I posted a comment on Horace’s useful post: “@Walt French Yes, goog destroyed the value proposition of many competitors. As a developer, we consider the use of Google Maps, but after reading the TOS and understanding their throughput based terms, we moved elsewhere. Interestingly and for many years, they never enforced the terms. Many websites simply ignored the terms and used Google Maps as much as necessary for display, routing and geocoding. That changed a few years ago when Google began somewhat throttling users. It is doing something similar with “Google Apps” – email and online documents. The free version is gone along with ActiveSync support (this certainly says something about the state of Microsoft).
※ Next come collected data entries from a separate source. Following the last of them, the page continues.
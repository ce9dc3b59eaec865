//! Platform-independent runner logic.
//!
//! This module contains the core runner that wraps
//! `PageController<WebHost<S>>` and can be tested on native targets. The
//! `wasm` module only converts between JS values and these calls.

use std::collections::VecDeque;
use std::time::Duration;

use chrono::{DateTime, Utc};
use serde_json::{Value, json};
use terrasite_backend::{Host, HostClock, KeyValueStore};
use terrasite_core::event::Event;
use terrasite_runtime::config::PageConfig;
use terrasite_runtime::page::PageController;
use terrasite_web::WebHost;
use terrasite_web::input_parser::{parse_event, parse_layout};
use terrasite_widgets::notification_queue::Severity;
use terrasite_widgets::ui_state::{Effect, UiChange, UiPatch};

/// What one [`RunnerCore::step`] did.
#[derive(Debug, Clone, PartialEq)]
pub struct StepResult {
    /// Events consumed from the queue.
    pub events_processed: u32,
    /// Whether a timer deadline had passed and was serviced.
    pub ticked: bool,
    /// Encoded patches, in presentation order.
    pub patches: Vec<Value>,
}

impl StepResult {
    /// `{"events":..,"ticked":..,"patches":[..]}`.
    #[must_use]
    pub fn to_json(&self) -> String {
        json!({
            "events": self.events_processed,
            "ticked": self.ticked,
            "patches": self.patches,
        })
        .to_string()
    }
}

/// Core runner: an event queue in front of a page controller.
pub struct RunnerCore<S: KeyValueStore> {
    controller: PageController<WebHost<S>>,
    pending: VecDeque<Event>,
    logs: Vec<String>,
}

impl<S: KeyValueStore> RunnerCore<S> {
    /// Create a detached runner over `store`.
    pub fn new(store: S, config: PageConfig) -> Self {
        Self {
            controller: PageController::new(WebHost::with_store(store), config),
            pending: VecDeque::new(),
            logs: Vec::new(),
        }
    }

    /// Like [`new`](Self::new), reading the config from JSON.
    ///
    /// An invalid config is logged and replaced by the defaults.
    pub fn from_config_json(store: S, config_json: &str) -> Self {
        let (config, log) = match PageConfig::from_json_str(config_json)
            .and_then(PageConfig::validated)
        {
            Ok(config) => (config, None),
            Err(err) => (PageConfig::default(), Some(format!("config_error: {err}"))),
        };
        let mut runner = Self::new(store, config);
        runner.logs.extend(log);
        runner
    }

    /// Attach the page described by `layout_json`.
    ///
    /// Returns `false` (and logs) if the layout is malformed.
    pub fn attach(&mut self, layout_json: &str) -> bool {
        match parse_layout(layout_json) {
            Ok(layout) => {
                self.pending.clear();
                self.controller.attach(layout);
                true
            }
            Err(err) => {
                self.logs.push(format!("layout_error: {err}"));
                false
            }
        }
    }

    /// Detach the page and drop queued events.
    pub fn detach(&mut self) {
        self.pending.clear();
        self.controller.detach();
    }

    /// Anchor wall-clock timestamps at `epoch_ms` (the host's `Date.now()`
    /// at monotonic zero).
    pub fn set_wall_origin_ms(&mut self, epoch_ms: f64) {
        let millis = if epoch_ms.is_finite() {
            epoch_ms as i64
        } else {
            0
        };
        let origin = DateTime::<Utc>::from_timestamp_millis(millis).unwrap_or_default();
        self.controller
            .host_mut()
            .clock_mut()
            .set_wall_origin(origin);
    }

    /// Advance the deterministic clock by `dt_ms` milliseconds.
    pub fn advance_time_ms(&mut self, dt_ms: f64) {
        // Hosts can pass NaN or negative deltas after a tab wakes up.
        if !dt_ms.is_finite() || dt_ms <= 0.0 {
            return;
        }
        let secs = (dt_ms / 1000.0).min(Duration::MAX.as_secs_f64());
        let duration = Duration::try_from_secs_f64(secs).unwrap_or(Duration::MAX);
        self.controller.host_mut().clock_mut().advance(duration);
    }

    /// Parse a JSON-encoded DOM event and queue it.
    ///
    /// Returns `true` if the event was accepted, `false` if it was
    /// malformed or had no `Event` mapping.
    pub fn push_input(&mut self, json: &str) -> bool {
        match parse_event(json) {
            Ok(Some(event)) => {
                self.pending.push_back(event);
                true
            }
            Ok(None) => false,
            Err(err) => {
                self.logs.push(format!("input_error: {err}"));
                false
            }
        }
    }

    /// Number of queued events.
    #[must_use]
    pub fn pending_len(&self) -> usize {
        self.pending.len()
    }

    /// Show a toast on behalf of page script.
    pub fn notify(&mut self, message: &str, severity: &str) {
        if let Err(err) = self
            .controller
            .notify(message, Severity::from_name(severity))
        {
            self.logs.push(format!("present_error: {err}"));
        }
    }

    /// Process queued events, service an expired deadline, and drain the
    /// resulting patches.
    pub fn step(&mut self) -> StepResult {
        let mut events_processed = 0u32;
        while let Some(event) = self.pending.pop_front() {
            events_processed = events_processed.saturating_add(1);
            if let Err(err) = self.controller.handle(event) {
                self.logs.push(format!("present_error: {err}"));
            }
        }

        let now = self.controller.host().clock().now_mono();
        let ticked = self
            .controller
            .next_deadline()
            .is_some_and(|deadline| deadline <= now);
        if ticked && let Err(err) = self.controller.tick() {
            self.logs.push(format!("present_error: {err}"));
        }

        let patches = self
            .controller
            .host_mut()
            .presenter_mut()
            .take_patches()
            .iter()
            .map(encode_patch)
            .collect();
        StepResult {
            events_processed,
            ticked,
            patches,
        }
    }

    /// Milliseconds from now until the next timer deadline, if any.
    #[must_use]
    pub fn next_deadline_ms(&self) -> Option<f64> {
        let now = self.controller.host().clock().now_mono();
        self.controller
            .next_deadline()
            .map(|deadline| deadline.saturating_sub(now).as_secs_f64() * 1000.0)
    }

    /// Identifier of the section currently highlighted.
    #[must_use]
    pub fn current_section(&self) -> Option<&str> {
        self.controller.current_section()
    }

    /// Drain accumulated log lines.
    pub fn take_logs(&mut self) -> Vec<String> {
        std::mem::take(&mut self.logs)
    }

    /// The wrapped controller.
    pub fn controller(&self) -> &PageController<WebHost<S>> {
        &self.controller
    }
}

/// Encode one patch as the JSON the page shim applies.
#[must_use]
pub fn encode_patch(patch: &UiPatch) -> Value {
    json!({
        "changes": patch.changes.iter().map(encode_change).collect::<Vec<_>>(),
        "effects": patch.effects.iter().map(encode_effect).collect::<Vec<_>>(),
    })
}

fn class_op(target: Value, change: &UiChange, on: bool) -> Value {
    json!({
        "op": "class",
        "target": target,
        "class": change.class_name(),
        "on": on,
    })
}

fn encode_change(change: &UiChange) -> Value {
    match change {
        UiChange::BodyLoaded => class_op(json!("body"), change, true),
        UiChange::HeaderScrolled(on) => class_op(json!("header"), change, *on),
        UiChange::BackToTopVisible(on) => class_op(json!("back_to_top"), change, *on),
        UiChange::MenuOpen(on) => class_op(json!("menu"), change, *on),
        UiChange::NavLinkActive { link, active } => class_op(json!(link.get()), change, *active),
        UiChange::Revealed(node) => class_op(json!(node.get()), change, true),
        UiChange::HeroOffset(px) => json!({
            "op": "transform",
            "target": "hero_background",
            "value": format!("translateY({px}px)"),
        }),
        UiChange::NotificationShown(view) => json!({
            "op": "notification_show",
            "id": view.id.get(),
            "message": view.message,
            "class": format!("notification notification-{}", view.severity.as_str()),
            "background": view.severity.background(),
        }),
        UiChange::NotificationExiting(id) => json!({
            "op": "notification_exit",
            "id": id.get(),
        }),
        UiChange::NotificationRemoved(id) => json!({
            "op": "notification_remove",
            "id": id.get(),
        }),
    }
}

fn encode_effect(effect: &Effect) -> Value {
    match *effect {
        Effect::ScrollTo { top, smooth } => json!({
            "op": "scroll_to",
            "top": top,
            "behavior": if smooth { "smooth" } else { "auto" },
        }),
        Effect::PreventDefault => json!({ "op": "prevent_default" }),
        Effect::ClearInput(form) => json!({
            "op": "clear_input",
            "form": form.get(),
        }),
    }
}
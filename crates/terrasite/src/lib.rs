#![forbid(unsafe_code)]

//! terrasite public facade crate.
//!
//! This crate re-exports the page controllers, the runtime, and (with the
//! default `web` feature) the headless host, and offers a prelude for the
//! common case of driving one page:
//!
//! ```rust,ignore
//! use terrasite::prelude::*;
//!
//! let mut page = PageController::with_defaults(WebHost::new());
//! page.attach(layout);
//! page.handle(Event::Load(None))?;
//! ```

pub mod error;

pub use error::{DegradationAction, Error, Result};

// --- Core re-exports -------------------------------------------------------

pub use terrasite_core::event::{
    ClickEvent, Element, ElementRole, Event, IntersectionEntry, NodeId, ScrollSnapshot,
};
pub use terrasite_core::layout::{NavLinkRecord, SectionRecord};
pub use terrasite_core::rate_limit::{Debounce, Throttle};

// --- Backend re-exports ----------------------------------------------------

pub use terrasite_backend::{Host, HostClock, KeyValueStore, StoreError, UiPresenter};

// --- Widget re-exports -----------------------------------------------------

pub use terrasite_widgets::{
    Effect, MenuState, NotificationQueue, Severity, UiChange, UiPatch, UiState,
};

// --- Runtime re-exports ----------------------------------------------------

pub use terrasite_runtime::{
    ActionLogger, PageConfig, PageController, PageLayout, SubscriptionOutcome,
};

// --- Web re-exports --------------------------------------------------------

#[cfg(feature = "web")]
pub use terrasite_web::{DeterministicClock, MemoryStore, WebHost};

// --- Prelude --------------------------------------------------------------

pub mod prelude {
    pub use crate::{
        ClickEvent, Effect, Element, ElementRole, Error, Event, Host, KeyValueStore, NodeId,
        PageConfig, PageController, PageLayout, Result, ScrollSnapshot, Severity, UiChange,
        UiPatch,
    };

    #[cfg(feature = "web")]
    pub use crate::{MemoryStore, WebHost};

    pub use crate::{backend, core, runtime, widgets};
}

pub use terrasite_backend as backend;
pub use terrasite_core as core;
pub use terrasite_runtime as runtime;
#[cfg(feature = "web")]
pub use terrasite_web as web;
pub use terrasite_widgets as widgets;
This is familiar territory for those who keep an eye on the tech behemoths. Microsoft was very effective at killing off competitors, or as Peter Hoddie famously put it “knifing the baby”.
Finally, goog has used their streetview data collection scheme to collect an enormous amount of data, including controversially wifi snooping. Their cars and other data/media/network collection vehicles provide a freedom of movement vis a vis tom-tom and navteq.
Apple’s interesting opportunity, IMHO, is to feed user generated/contributed information (media, reviews, fixes, fun) back to Open Street Map (OSM) and begin to make their enormous iOS data pile available to developers.
A long shot, but a powerful way to change the game yet again.”